Stored data
━━━━━━━━━━

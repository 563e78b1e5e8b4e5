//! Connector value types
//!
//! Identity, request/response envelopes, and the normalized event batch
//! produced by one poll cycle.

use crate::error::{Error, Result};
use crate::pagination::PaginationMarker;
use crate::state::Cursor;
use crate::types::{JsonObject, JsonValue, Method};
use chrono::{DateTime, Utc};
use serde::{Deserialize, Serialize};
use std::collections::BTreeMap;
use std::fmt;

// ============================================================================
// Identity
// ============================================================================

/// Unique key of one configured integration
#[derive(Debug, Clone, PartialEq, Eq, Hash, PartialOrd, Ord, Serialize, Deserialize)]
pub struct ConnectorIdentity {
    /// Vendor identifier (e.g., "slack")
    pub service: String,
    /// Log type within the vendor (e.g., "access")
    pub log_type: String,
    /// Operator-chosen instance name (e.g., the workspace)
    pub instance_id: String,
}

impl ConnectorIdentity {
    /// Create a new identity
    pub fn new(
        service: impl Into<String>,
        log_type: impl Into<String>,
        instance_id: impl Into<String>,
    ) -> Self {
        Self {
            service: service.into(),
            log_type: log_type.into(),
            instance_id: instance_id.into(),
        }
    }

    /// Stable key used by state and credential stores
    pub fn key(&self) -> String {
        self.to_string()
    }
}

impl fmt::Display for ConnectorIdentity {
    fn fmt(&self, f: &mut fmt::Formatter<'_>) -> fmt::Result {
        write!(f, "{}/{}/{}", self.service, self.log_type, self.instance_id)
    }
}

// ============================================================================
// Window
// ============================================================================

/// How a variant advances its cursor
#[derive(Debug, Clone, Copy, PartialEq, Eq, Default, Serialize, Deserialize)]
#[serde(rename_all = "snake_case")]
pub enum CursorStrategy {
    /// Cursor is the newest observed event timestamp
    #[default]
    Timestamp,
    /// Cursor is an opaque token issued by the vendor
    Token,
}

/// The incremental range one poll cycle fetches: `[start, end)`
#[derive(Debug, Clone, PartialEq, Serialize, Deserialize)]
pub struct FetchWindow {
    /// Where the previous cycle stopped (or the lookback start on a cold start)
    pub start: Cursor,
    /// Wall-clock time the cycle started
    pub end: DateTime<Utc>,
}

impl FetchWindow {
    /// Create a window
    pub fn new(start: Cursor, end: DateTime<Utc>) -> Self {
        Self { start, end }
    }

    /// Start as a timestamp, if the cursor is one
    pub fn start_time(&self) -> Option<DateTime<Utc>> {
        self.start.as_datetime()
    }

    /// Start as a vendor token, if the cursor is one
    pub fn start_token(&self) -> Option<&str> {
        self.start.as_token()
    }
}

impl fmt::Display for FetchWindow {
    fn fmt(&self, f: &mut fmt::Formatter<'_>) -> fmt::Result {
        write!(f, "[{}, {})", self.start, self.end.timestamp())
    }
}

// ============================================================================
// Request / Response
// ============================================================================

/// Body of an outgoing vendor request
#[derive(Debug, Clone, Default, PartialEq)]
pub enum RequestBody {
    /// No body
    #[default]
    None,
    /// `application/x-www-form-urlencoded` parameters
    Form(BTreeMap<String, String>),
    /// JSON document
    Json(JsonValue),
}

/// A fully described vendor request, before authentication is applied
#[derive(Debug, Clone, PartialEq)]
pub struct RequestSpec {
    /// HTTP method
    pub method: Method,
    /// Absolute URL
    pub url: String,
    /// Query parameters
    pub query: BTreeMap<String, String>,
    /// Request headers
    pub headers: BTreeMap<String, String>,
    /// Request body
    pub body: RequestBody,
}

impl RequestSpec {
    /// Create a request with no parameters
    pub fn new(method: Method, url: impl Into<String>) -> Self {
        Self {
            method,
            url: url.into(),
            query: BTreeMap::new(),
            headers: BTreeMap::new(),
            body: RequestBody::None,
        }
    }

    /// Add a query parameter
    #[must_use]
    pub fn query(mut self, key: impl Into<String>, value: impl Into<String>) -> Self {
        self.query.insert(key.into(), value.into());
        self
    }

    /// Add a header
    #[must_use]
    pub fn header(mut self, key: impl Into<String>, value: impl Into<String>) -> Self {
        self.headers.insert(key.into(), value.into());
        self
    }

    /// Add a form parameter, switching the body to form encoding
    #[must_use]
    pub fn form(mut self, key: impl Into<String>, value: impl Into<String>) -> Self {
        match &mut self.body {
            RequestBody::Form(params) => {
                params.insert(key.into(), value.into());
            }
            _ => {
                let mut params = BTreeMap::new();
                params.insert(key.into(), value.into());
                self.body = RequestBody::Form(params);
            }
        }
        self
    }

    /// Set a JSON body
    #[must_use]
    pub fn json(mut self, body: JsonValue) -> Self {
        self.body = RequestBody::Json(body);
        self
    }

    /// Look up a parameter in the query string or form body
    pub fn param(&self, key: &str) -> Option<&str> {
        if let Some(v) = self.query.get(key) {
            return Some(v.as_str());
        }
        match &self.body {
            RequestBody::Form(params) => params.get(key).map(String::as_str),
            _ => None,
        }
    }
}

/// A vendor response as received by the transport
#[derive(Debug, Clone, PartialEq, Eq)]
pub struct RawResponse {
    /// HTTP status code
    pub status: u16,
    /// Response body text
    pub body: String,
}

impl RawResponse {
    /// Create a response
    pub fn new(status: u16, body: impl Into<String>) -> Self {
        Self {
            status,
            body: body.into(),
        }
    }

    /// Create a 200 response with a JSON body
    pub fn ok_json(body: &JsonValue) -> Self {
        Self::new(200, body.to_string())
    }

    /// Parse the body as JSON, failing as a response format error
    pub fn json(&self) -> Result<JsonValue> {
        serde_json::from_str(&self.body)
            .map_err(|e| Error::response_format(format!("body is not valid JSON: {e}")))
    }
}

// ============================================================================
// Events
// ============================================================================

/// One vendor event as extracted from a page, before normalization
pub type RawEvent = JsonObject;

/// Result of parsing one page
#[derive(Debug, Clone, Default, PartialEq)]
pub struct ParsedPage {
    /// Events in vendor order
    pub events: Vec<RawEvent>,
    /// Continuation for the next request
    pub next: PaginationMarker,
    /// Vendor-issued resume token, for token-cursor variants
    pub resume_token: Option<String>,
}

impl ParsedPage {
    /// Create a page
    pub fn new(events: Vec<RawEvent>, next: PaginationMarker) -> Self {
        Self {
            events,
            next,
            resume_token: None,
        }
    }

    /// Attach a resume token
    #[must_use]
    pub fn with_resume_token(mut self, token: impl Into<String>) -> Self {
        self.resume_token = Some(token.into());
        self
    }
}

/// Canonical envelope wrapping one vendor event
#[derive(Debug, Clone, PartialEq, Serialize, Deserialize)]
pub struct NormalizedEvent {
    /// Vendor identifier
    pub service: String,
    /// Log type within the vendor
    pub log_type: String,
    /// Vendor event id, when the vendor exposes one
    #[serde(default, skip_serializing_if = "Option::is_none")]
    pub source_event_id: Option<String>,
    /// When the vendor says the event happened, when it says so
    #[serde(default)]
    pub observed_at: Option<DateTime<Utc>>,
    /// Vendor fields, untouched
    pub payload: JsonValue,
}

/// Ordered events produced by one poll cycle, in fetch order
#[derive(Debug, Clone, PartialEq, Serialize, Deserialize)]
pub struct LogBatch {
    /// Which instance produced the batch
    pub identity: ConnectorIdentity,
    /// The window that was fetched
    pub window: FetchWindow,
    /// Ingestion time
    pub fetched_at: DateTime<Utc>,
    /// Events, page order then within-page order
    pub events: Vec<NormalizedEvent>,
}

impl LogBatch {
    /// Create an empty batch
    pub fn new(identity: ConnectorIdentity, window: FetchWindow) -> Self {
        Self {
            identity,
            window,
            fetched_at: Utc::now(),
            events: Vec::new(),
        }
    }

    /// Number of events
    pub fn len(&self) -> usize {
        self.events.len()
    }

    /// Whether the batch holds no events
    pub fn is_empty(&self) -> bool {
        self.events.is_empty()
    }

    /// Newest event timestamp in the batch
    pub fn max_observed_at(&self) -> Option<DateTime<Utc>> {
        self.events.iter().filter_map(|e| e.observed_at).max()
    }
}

━━━━━━━━━━

If a line in the entries above holds "identifier", include it in the count; report nothing but the resulting number.

2